Junior grade doctors and consultants scored similarly overall, with no direct association between confidence rating and score. One of the underlying causes for this might be the shorter time of ICI use in clinical practice compared to chemotherapy.
The questionnaire was designed to assess a basic understanding of ICI usage and toxicities relating to the acute management of ICI patients. Not all ED physicians correctly selected malignancies where ICIs are currently first-line UK treatment options suggesting that the prevalence of patients with immune-mediated toxicities presenting to ED is underestimated.
Furthermore, while ED physicians could recognize and manage related side-effects of chemotherapy quickly, ICI treatment toxicities were more likely to be missed. This is important as early recognition and appropriate treatment increases the likelihood of resolving immune-mediated side-effects and resuming anti-cancer treatment (6).
Our audit showed that, despite educational intervention, there was no statistically significant change in the questionnaire outcome (8% pre-intervention vs 13% post-intervention) at a 10-month interval. This demonstrates the need for structured education in ED departments and earlier education in undergraduate training.
Our study had several shortcomings such as the unbalanced number of participants between junior grade doctors and consultants. However, our ratio of junior and senior clinicians (4: 1) reflects the real-world structure of an ED department in the UK. Frequent clinician rotations in ED departments constitute a further limitation which may account for the ineffectiveness of the educational intervention. A re-audit was performed at a single ED, however, the number of post-intervention responses obtained were equal to the number of responses pre-intervention with a balanced number of consultants and juniors in the both groups (4 consultants and 21 junior ED physicians each). Additionally, questions relating to the ability of retrieving appropriate acute oncology clinical guidelines to inform patient management (e.g. trust/national guidelines) might have been useful to include in the questionnaire. However, such guidelines should not necessarily negate the need for a basic understanding and recognizing immune therapy related toxicities.

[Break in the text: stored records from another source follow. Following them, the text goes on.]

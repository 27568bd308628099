//! Publishing accepted chapters: `quill publish`.

use anyhow::{Context, Result};
use console::style;
use std::path::Path;
use std::sync::Arc;

use quill::publish::{ChapterPublishResult, HttpPublishClient, PublishLedger, PublishSequencer};
use quill::quill_config::PublishMode;
use quill::ui::icons::{CHECK, CROSS};
use quill::work::{ChapterArchive, ItemStatus, WorkId, WorkStore};

use super::super::Cli;
use super::Selection;
use super::services::open_project;

pub async fn cmd_publish(
    project_dir: &Path,
    cli: &Cli,
    work_id: &str,
    selection: Selection,
    mode: Option<PublishMode>,
) -> Result<()> {
    use dialoguer::Confirm;

    let project = open_project(project_dir, cli)?;
    let config = &project.config;
    let publish = &config.settings.publish;
    let mode = mode.unwrap_or(publish.mode);

    let book_id = publish
        .book_id
        .clone()
        .context("publish.book_id is not set in quill.toml")?;
    let client = HttpPublishClient::new(publish);
    if !client.has_cookie() {
        anyhow::bail!(
            "No session cookie found. Set {} to your author backend cookie.",
            publish.cookie_env
        );
    }

    let store = WorkStore::new(config.works_dir.clone());
    let work = store.load(&WorkId::new(work_id))?;
    let selection = selection.resolve(&work);
    let mut chapters = Vec::new();
    for item in work.select(selection.as_deref()) {
        if item.status != ItemStatus::Accepted {
            continue;
        }
        match store.chapter(&work.id, item.sequence)? {
            Some(chapter) => chapters.push(chapter),
            None => println!(
                "{}",
                style(format!(
                    "Chapter {} is marked accepted but its text is missing; skipping",
                    item.sequence
                ))
                .yellow()
            ),
        }
    }
    if chapters.is_empty() {
        println!("No accepted chapters in the selection.");
        return Ok(());
    }

    if !cli.yes {
        let confirm = Confirm::new()
            .with_prompt(format!(
                "Send {} chapter(s) of '{}' to book {} as {}?",
                chapters.len(),
                work.title,
                book_id,
                mode
            ))
            .default(mode == PublishMode::Draft)
            .interact()
            .unwrap_or(false);
        if !confirm {
            println!("Publish cancelled");
            return Ok(());
        }
    }

    let ledger = PublishLedger::load(&config.publish_ledger)?;
    let mut sequencer = PublishSequencer::new(Arc::new(client), ledger, book_id, publish);
    let report = sequencer
        .publish_chapters(&work.id, &chapters, mode)
        .await?;

    println!();
    for (sequence, result) in &report.results {
        match result {
            ChapterPublishResult::Skipped { reason } => {
                println!("  {} chapter {}: {}", style("-").dim(), sequence, style(reason).dim())
            }
            ChapterPublishResult::Drafted(progress) => println!(
                "  {}chapter {}: draft saved (item {})",
                CHECK,
                sequence,
                progress.item_id.as_deref().unwrap_or("?")
            ),
            ChapterPublishResult::Published(progress) => println!(
                "  {}chapter {}: published (item {})",
                CHECK,
                sequence,
                progress.item_id.as_deref().unwrap_or("?")
            ),
            ChapterPublishResult::Failed(e) => {
                println!("  {}{}", CROSS, style(e).red());
                if let Some(item_id) = &e.progress.item_id {
                    println!(
                        "      draft {} is saved; rerun to retry from the {} step",
                        item_id, e.step
                    );
                }
            }
        }
    }
    println!();

    let failed = report.failures().count();
    if failed > 0 {
        anyhow::bail!("{} chapter(s) failed to publish", failed);
    }
    Ok(())
}
use std::sync::Arc;
use std::time::Duration;

use tracing::{debug, instrument};

use super::text::{LengthUnit, measure, section, sections, trim_to_sentence};
use super::{ChapterState, Draft};
use crate::errors::StageError;
use crate::generation::{GenerationRequest, Generator, Role, with_timeout};
use crate::work::ItemStatus;

/// Edited text shorter than this fraction of the minimum length is treated
/// as a collapsed answer, not a revision.
const COLLAPSE_RATIO: usize = 4;

/// Revises the draft toward the length range and house style, and on a
/// re-edit works through the reviewer's feedback.
pub struct EditorStage {
    generator: Arc<dyn Generator>,
    timeout: Duration,
    unit: LengthUnit,
}

impl EditorStage {
    pub fn new(generator: Arc<dyn Generator>, timeout: Duration, unit: LengthUnit) -> Self {
        Self {
            generator,
            timeout,
            unit,
        }
    }

    #[instrument(skip_all, fields(chapter = state.item.sequence, revision = state.revision))]
    pub async fn run(&self, state: &ChapterState) -> Result<ChapterState, StageError> {
        let draft = state.require_draft("editor")?;
        let request = GenerationRequest::new(
            Role::Editor,
            system_prompt(&state.brief.style_guide),
            self.instruction(state, draft),
        )
        .with_context(draft.text.clone());

        let output = with_timeout(self.timeout, self.generator.generate(&request)).await?;
        let (notes, edited) = parse_edit(&output)?;

        let min = state.item.length.min;
        let edited_length = measure(&edited, self.unit);
        if edited_length < min / COLLAPSE_RATIO {
            return Err(StageError::MalformedOutput {
                stage: "editor",
                message: format!("edited text collapsed to {edited_length} characters"),
            });
        }

        let text = trim_to_sentence(&edited, state.item.length.max, self.unit);
        debug!(
            before = measure(&draft.text, self.unit),
            after = measure(&text, self.unit),
            notes = notes.as_deref().unwrap_or(""),
            "Draft edited"
        );

        let mut next = state.clone();
        next.draft = Some(Draft {
            title: draft.title.clone(),
            text,
            revision: state.revision,
        });
        next.status = ItemStatus::Reviewing;
        Ok(next)
    }

    fn instruction(&self, state: &ChapterState, draft: &Draft) -> String {
        let range = state.item.length;
        let current = measure(&draft.text, self.unit);
        let mut lines = vec![
            format!(
                "Edit the chapter above. Target length: {range} characters; it is currently {current}."
            ),
        ];

        if current < range.min {
            lines.push(format!(
                "Expand by about {} characters: deepen scenes, dialogue and interiority that the \
                 outline already implies. Do not add new plot events.",
                range.min - current
            ));
        } else if current > range.max {
            lines.push(format!(
                "Tighten by about {} characters without losing plot beats.",
                current - range.max
            ));
        }

        if let Some(verdict) = state.verdict.as_ref().filter(|v| !v.pass) {
            lines.push("The reviewer rejected the previous version. Address every point:".to_string());
            lines.extend(verdict.feedback_lines());
        }

        lines.push(
            "Reply with [NOTES] listing what you changed, then [TEXT] and the full revised chapter."
                .to_string(),
        );
        lines.join("\n")
    }
}

fn system_prompt(style_guide: &str) -> String {
    let mut prompt = "You are a line editor for serialized fiction. Keep the author's voice, \
                      fix pacing and repetition, and never summarize."
        .to_string();
    if !style_guide.is_empty() {
        prompt.push_str(&format!("\nHouse style: {style_guide}"));
    }
    prompt
}

fn parse_edit(output: &str) -> Result<(Option<String>, String), StageError> {
    let parsed = sections(output);
    let notes = section(&parsed, "NOTES")
        .map(str::to_string)
        .filter(|n| !n.is_empty());
    let text = match section(&parsed, "TEXT") {
        Some(text) => text.to_string(),
        None if notes.is_none() => output.trim().to_string(),
        None => String::new(),
    };
    if text.is_empty() {
        return Err(StageError::MalformedOutput {
            stage: "editor",
            message: "response contained no revised text".to_string(),
        });
    }
    Ok((notes, text))
}

#[cfg(test)]
mod tests {
    use super::*;
    use crate::stages::review::{DimensionScore, ReviewVerdict};
    use crate::stages::{ChapterState, WorkBrief};
    use crate::work::{LengthRange, WorkId, WorkItem};
    use async_trait::async_trait;
    use std::sync::Mutex;

    struct Scripted {
        reply: String,
        seen: Mutex<Vec<String>>,
    }

    #[async_trait]
    impl Generator for Scripted {
        async fn generate(
            &self,
            request: &GenerationRequest,
        ) -> Result<String, crate::errors::GenerationError> {
            self.seen.lock().unwrap().push(request.instruction.clone());
            Ok(self.reply.clone())
        }
    }

    fn state_with_draft(text: &str) -> ChapterState {
        let item = WorkItem::new(1, "Anna arrives", LengthRange::new(100, 120));
        let mut state = ChapterState::new(WorkId::new("w"), Arc::new(WorkBrief::default()), item);
        state.status = ItemStatus::Editing;
        state.draft = Some(Draft {
            title: "Arrival".into(),
            text: text.into(),
            revision: 0,
        });
        state
    }

    fn editor(reply: &str) -> (EditorStage, Arc<Scripted>) {
        let generator = Arc::new(Scripted {
            reply: reply.to_string(),
            seen: Mutex::new(Vec::new()),
        });
        (
            EditorStage::new(generator.clone(), Duration::from_secs(5), LengthUnit::Chars),
            generator,
        )
    }

    #[test]
    fn test_parse_edit_markers() {
        let (notes, text) = parse_edit("[NOTES]\nTrimmed.\n[TEXT]\nBody here.").unwrap();
        assert_eq!(notes.as_deref(), Some("Trimmed."));
        assert_eq!(text, "Body here.");
    }

    #[test]
    fn test_parse_edit_notes_only_is_malformed() {
        let err = parse_edit("[NOTES]\nI could not edit this.").unwrap_err();
        assert!(matches!(err, StageError::MalformedOutput { stage: "editor", .. }));
    }

    #[tokio::test]
    async fn test_edit_trims_overlong_text_to_sentence() {
        let sentence = "The ferry crossed the black water slowly. ";
        let (stage, _) = editor(&format!("[TEXT]\n{}", sentence.repeat(5)));
        let next = stage.run(&state_with_draft("short")).await.unwrap();
        let text = &next.draft.unwrap().text;
        assert!(measure(text, LengthUnit::Chars) <= 120);
        assert!(text.ends_with('.'));
        assert_eq!(next.status, ItemStatus::Reviewing);
    }

    #[tokio::test]
    async fn test_collapsed_output_is_malformed() {
        let (stage, _) = editor("[TEXT]\nOk.");
        let err = stage.run(&state_with_draft("x".repeat(110).as_str())).await.unwrap_err();
        assert!(err.counts_against_ceiling());
    }

    #[tokio::test]
    async fn test_failed_verdict_feedback_reaches_editor_verbatim() {
        let (stage, generator) = editor(&format!("[TEXT]\n{}", "y".repeat(110)));
        let mut state = state_with_draft(&"x".repeat(90));
        state.verdict = Some(ReviewVerdict::from_dimensions(
            vec![DimensionScore {
                name: "prose".into(),
                score: 4.0,
                passed: false,
                hard_gate: false,
                feedback: Some("Replace the weather opening.".into()),
            }],
            7.0,
        ));
        state.revision = 1;

        let next = stage.run(&state).await.unwrap();
        assert_eq!(next.draft.unwrap().revision, 1);
        let seen = generator.seen.lock().unwrap();
        assert!(seen[0].contains("- [prose] Replace the weather opening."));
        assert!(seen[0].contains("Expand by about 10"));
    }
}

Further studies need to be done in order to assess understanding immune therapy nationally, to increase ICI awareness amongst ED clinicians and to incorporate ICI education into undergraduate medical training. By raising this important issue early, we hope effective measures can be taken to improve patient management pathways for the rapidly increasing number of oncology patients on ICI treatments.
5.1. Conclusions
Knowledge and management of immune mediated toxicities is inferior compared to chemotherapy across physicians working in major ED departments in London. This survey highlights the need for increased education on ICI amongst ED clinicians.